EXERCISE PROMPT: Return the data that follows exactly. Include every line.

DATASET EXTRACT:
————————
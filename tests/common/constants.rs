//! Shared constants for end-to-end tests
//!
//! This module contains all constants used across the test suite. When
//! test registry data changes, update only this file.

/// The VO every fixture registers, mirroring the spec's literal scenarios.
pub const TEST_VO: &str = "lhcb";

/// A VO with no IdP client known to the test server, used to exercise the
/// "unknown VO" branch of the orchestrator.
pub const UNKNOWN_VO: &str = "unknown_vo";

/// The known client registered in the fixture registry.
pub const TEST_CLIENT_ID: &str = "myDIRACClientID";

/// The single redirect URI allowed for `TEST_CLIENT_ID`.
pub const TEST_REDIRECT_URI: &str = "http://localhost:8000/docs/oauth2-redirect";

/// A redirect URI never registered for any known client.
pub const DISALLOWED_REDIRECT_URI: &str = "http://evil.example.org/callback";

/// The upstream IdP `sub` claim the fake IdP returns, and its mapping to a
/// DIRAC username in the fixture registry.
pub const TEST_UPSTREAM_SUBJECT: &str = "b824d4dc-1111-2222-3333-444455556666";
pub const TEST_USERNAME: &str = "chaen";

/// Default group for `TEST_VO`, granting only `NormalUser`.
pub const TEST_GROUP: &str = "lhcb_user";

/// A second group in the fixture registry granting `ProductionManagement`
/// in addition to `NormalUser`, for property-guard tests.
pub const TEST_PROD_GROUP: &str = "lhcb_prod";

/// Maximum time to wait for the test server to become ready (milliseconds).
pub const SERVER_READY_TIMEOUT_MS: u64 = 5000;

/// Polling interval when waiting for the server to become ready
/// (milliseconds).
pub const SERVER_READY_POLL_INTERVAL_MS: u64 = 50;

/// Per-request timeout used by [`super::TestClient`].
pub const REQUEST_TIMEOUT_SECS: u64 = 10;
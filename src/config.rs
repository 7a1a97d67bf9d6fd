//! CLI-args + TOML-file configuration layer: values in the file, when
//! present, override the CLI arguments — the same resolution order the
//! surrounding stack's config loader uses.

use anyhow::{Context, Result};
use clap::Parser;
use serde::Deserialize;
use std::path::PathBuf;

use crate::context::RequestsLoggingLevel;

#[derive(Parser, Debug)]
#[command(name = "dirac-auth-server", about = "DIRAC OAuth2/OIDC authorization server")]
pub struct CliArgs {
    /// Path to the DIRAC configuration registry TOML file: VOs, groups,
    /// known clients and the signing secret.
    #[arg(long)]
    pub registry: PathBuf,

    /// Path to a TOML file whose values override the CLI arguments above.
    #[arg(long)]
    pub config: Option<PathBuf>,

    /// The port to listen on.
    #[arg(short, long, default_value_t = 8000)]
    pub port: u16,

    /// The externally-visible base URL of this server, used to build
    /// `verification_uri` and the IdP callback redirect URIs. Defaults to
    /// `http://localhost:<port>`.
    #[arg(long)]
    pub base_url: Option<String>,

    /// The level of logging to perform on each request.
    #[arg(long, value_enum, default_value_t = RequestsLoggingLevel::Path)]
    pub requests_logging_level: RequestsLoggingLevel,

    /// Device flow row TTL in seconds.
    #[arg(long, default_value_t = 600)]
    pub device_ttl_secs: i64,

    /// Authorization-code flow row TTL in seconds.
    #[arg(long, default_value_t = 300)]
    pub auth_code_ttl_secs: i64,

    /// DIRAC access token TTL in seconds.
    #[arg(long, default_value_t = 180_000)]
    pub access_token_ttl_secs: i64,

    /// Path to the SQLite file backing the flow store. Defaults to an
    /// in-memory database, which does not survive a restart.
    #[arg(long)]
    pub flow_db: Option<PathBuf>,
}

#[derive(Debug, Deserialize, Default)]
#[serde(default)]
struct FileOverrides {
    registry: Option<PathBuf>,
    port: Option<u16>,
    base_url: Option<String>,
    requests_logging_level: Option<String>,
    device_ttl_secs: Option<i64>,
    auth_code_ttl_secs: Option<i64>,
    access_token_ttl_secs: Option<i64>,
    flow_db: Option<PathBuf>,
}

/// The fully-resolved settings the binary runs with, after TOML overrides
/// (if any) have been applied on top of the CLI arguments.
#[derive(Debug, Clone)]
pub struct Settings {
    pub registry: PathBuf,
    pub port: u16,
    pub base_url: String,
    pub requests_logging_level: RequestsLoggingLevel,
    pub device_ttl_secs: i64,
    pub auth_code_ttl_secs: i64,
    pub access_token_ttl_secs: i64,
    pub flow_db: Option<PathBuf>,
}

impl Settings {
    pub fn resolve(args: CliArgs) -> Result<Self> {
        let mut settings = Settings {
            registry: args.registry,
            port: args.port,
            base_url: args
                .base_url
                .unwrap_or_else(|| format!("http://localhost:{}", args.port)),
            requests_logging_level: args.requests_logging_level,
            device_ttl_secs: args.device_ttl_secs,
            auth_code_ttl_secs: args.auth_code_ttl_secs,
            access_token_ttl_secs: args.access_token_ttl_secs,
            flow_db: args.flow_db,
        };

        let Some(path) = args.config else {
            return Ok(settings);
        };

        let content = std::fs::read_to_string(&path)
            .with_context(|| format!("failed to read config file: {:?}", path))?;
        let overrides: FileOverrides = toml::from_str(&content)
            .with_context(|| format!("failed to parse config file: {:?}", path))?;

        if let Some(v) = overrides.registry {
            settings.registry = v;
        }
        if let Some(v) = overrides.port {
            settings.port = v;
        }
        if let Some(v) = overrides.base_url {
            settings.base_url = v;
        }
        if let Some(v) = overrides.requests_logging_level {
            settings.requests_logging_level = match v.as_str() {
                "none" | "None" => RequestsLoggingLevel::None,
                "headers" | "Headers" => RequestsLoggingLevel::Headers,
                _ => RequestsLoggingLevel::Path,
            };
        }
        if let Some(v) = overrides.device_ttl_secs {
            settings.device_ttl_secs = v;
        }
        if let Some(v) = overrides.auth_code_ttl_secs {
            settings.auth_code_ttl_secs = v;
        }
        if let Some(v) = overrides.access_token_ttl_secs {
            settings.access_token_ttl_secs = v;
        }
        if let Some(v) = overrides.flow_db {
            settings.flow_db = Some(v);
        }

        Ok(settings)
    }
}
————————
ANSWER AREA:
filename tests/common/constants.rs
//! Shared constants for end-to-end tests
//!
//! This module contains all constants used across the test suite. When
//! test registry data changes, update only this file.

/// The VO every fixture registers, mirroring the spec's literal scenarios.
pub const TEST_VO: &str = "lhcb";

/// A VO with no IdP client known to the test server, used to exercise the
/// "unknown VO" branch of the orchestrator.
pub const UNKNOWN_VO: &str = "unknown_vo";

/// The known client registered in the fixture registry.
pub const TEST_CLIENT_ID: &str = "myDIRACClientID";

/// The single redirect URI allowed for `TEST_CLIENT_ID`.
pub const TEST_REDIRECT_URI: &str = "http://localhost:8000/docs/oauth2-redirect";

/// A redirect URI never registered for any known client.
pub const DISALLOWED_REDIRECT_URI: &str = "http://evil.example.org/callback";

/// The upstream IdP `sub` claim the fake IdP returns, and its mapping to a
/// DIRAC username in the fixture registry.
pub const TEST_UPSTREAM_SUBJECT: &str = "b824d4dc-1111-2222-3333-444455556666";
pub const TEST_USERNAME: &str = "chaen";

/// Default group for `TEST_VO`, granting only `NormalUser`.
pub const TEST_GROUP: &str = "lhcb_user";

/// A second group in the fixture registry granting `ProductionManagement`
/// in addition to `NormalUser`, for property-guard tests.
pub const TEST_PROD_GROUP: &str = "lhcb_prod";

/// Maximum time to wait for the test server to become ready (milliseconds).
pub const SERVER_READY_TIMEOUT_MS: u64 = 5000;

/// Polling interval when waiting for the server to become ready
/// (milliseconds).
pub const SERVER_READY_POLL_INTERVAL_MS: u64 = 50;

/// Per-request timeout used by [`super::TestClient`].
pub const REQUEST_TIMEOUT_SECS: u64 = 10;
filename src/config.rs
repository 7a1a97d67bf9d6fd
//! CLI-args + TOML-file configuration layer: values in the file, when
//! present, override the CLI arguments — the same resolution order the
//! surrounding stack's config loader uses.

use anyhow::{Context, Result};
use clap::Parser;
use serde::Deserialize;
use std::path::PathBuf;

use crate::context::RequestsLoggingLevel;

#[derive(Parser, Debug)]
#[command(name = "dirac-auth-server", about = "DIRAC OAuth2/OIDC authorization server")]
pub struct CliArgs {
    /// Path to the DIRAC configuration registry TOML file: VOs, groups,
    /// known clients and the signing secret.
    #[arg(long)]
    pub registry: PathBuf,

    /// Path to a TOML file whose values override the CLI arguments above.
    #[arg(long)]
    pub config: Option<PathBuf>,

    /// The port to listen on.
    #[arg(short, long, default_value_t = 8000)]
    pub port: u16,

    /// The externally-visible base URL of this server, used to build
    /// `verification_uri` and the IdP callback redirect URIs. Defaults to
    /// `http://localhost:<port>`.
    #[arg(long)]
    pub base_url: Option<String>,

    /// The level of logging to perform on each request.
    #[arg(long, value_enum, default_value_t = RequestsLoggingLevel::Path)]
    pub requests_logging_level: RequestsLoggingLevel,

    /// Device flow row TTL in seconds.
    #[arg(long, default_value_t = 600)]
    pub device_ttl_secs: i64,

    /// Authorization-code flow row TTL in seconds.
    #[arg(long, default_value_t = 300)]
    pub auth_code_ttl_secs: i64,

    /// DIRAC access token TTL in seconds.
    #[arg(long, default_value_t = 180_000)]
    pub access_token_ttl_secs: i64,

    /// Path to the SQLite file backing the flow store. Defaults to an
    /// in-memory database, which does not survive a restart.
    #[arg(long)]
    pub flow_db: Option<PathBuf>,
}

#[derive(Debug, Deserialize, Default)]
#[serde(default)]
struct FileOverrides {
    registry: Option<PathBuf>,
    port: Option<u16>,
    base_url: Option<String>,
    requests_logging_level: Option<String>,
    device_ttl_secs: Option<i64>,
    auth_code_ttl_secs: Option<i64>,
    access_token_ttl_secs: Option<i64>,
    flow_db: Option<PathBuf>,
}

/// The fully-resolved settings the binary runs with, after TOML overrides
/// (if any) have been applied on top of the CLI arguments.
#[derive(Debug, Clone)]
pub struct Settings {
    pub registry: PathBuf,
    pub port: u16,
    pub base_url: String,
    pub requests_logging_level: RequestsLoggingLevel,
    pub device_ttl_secs: i64,
    pub auth_code_ttl_secs: i64,
    pub access_token_ttl_secs: i64,
    pub flow_db: Option<PathBuf>,
}

impl Settings {
    pub fn resolve(args: CliArgs) -> Result<Self> {
        let mut settings = Settings {
            registry: args.registry,
            port: args.port,
            base_url: args
                .base_url
                .unwrap_or_else(|| format!("http://localhost:{}", args.port)),
            requests_logging_level: args.requests_logging_level,
            device_ttl_secs: args.device_ttl_secs,
            auth_code_ttl_secs: args.auth_code_ttl_secs,
            access_token_ttl_secs: args.access_token_ttl_secs,
            flow_db: args.flow_db,
        };

        let Some(path) = args.config else {
            return Ok(settings);
        };

        let content = std::fs::read_to_string(&path)
            .with_context(|| format!("failed to read config file: {:?}", path))?;
        let overrides: FileOverrides = toml::from_str(&content)
            .with_context(|| format!("failed to parse config file: {:?}", path))?;

        if let Some(v) = overrides.registry {
            settings.registry = v;
        }
        if let Some(v) = overrides.port {
            settings.port = v;
        }
        if let Some(v) = overrides.base_url {
            settings.base_url = v;
        }
        if let Some(v) = overrides.requests_logging_level {
            settings.requests_logging_level = match v.as_str() {
                "none" | "None" => RequestsLoggingLevel::None,
                "headers" | "Headers" => RequestsLoggingLevel::Headers,
                _ => RequestsLoggingLevel::Path,
            };
        }
        if let Some(v) = overrides.device_ttl_secs {
            settings.device_ttl_secs = v;
        }
        if let Some(v) = overrides.auth_code_ttl_secs {
            settings.auth_code_ttl_secs = v;
        }
        if let Some(v) = overrides.access_token_ttl_secs {
            settings.access_token_ttl_secs = v;
        }
        if let Some(v) = overrides.flow_db {
            settings.flow_db = Some(v);
        }

        Ok(settings)
    }
}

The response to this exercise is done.